Work to complete: Each line of the data that includes "game" must be copied.

(Beginning of Given information)

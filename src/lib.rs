//! Tank Duel
//!
//! Two-tank arena duel: a deterministic fixed-tick simulation plus a UDP
//! host/client synchronizer. Rendering and input devices live outside this
//! crate; they talk to it through [`game::input::ControlState`] and
//! [`game::game_loop::RenderView`].

pub mod config;
pub mod game;
pub mod metrics;
pub mod net;
pub mod util;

(End of Given information)

Your solution:
//! crate; they talk to it through [`game::input::ControlState`] and
//! [`game::game_loop::RenderView`].
pub mod game;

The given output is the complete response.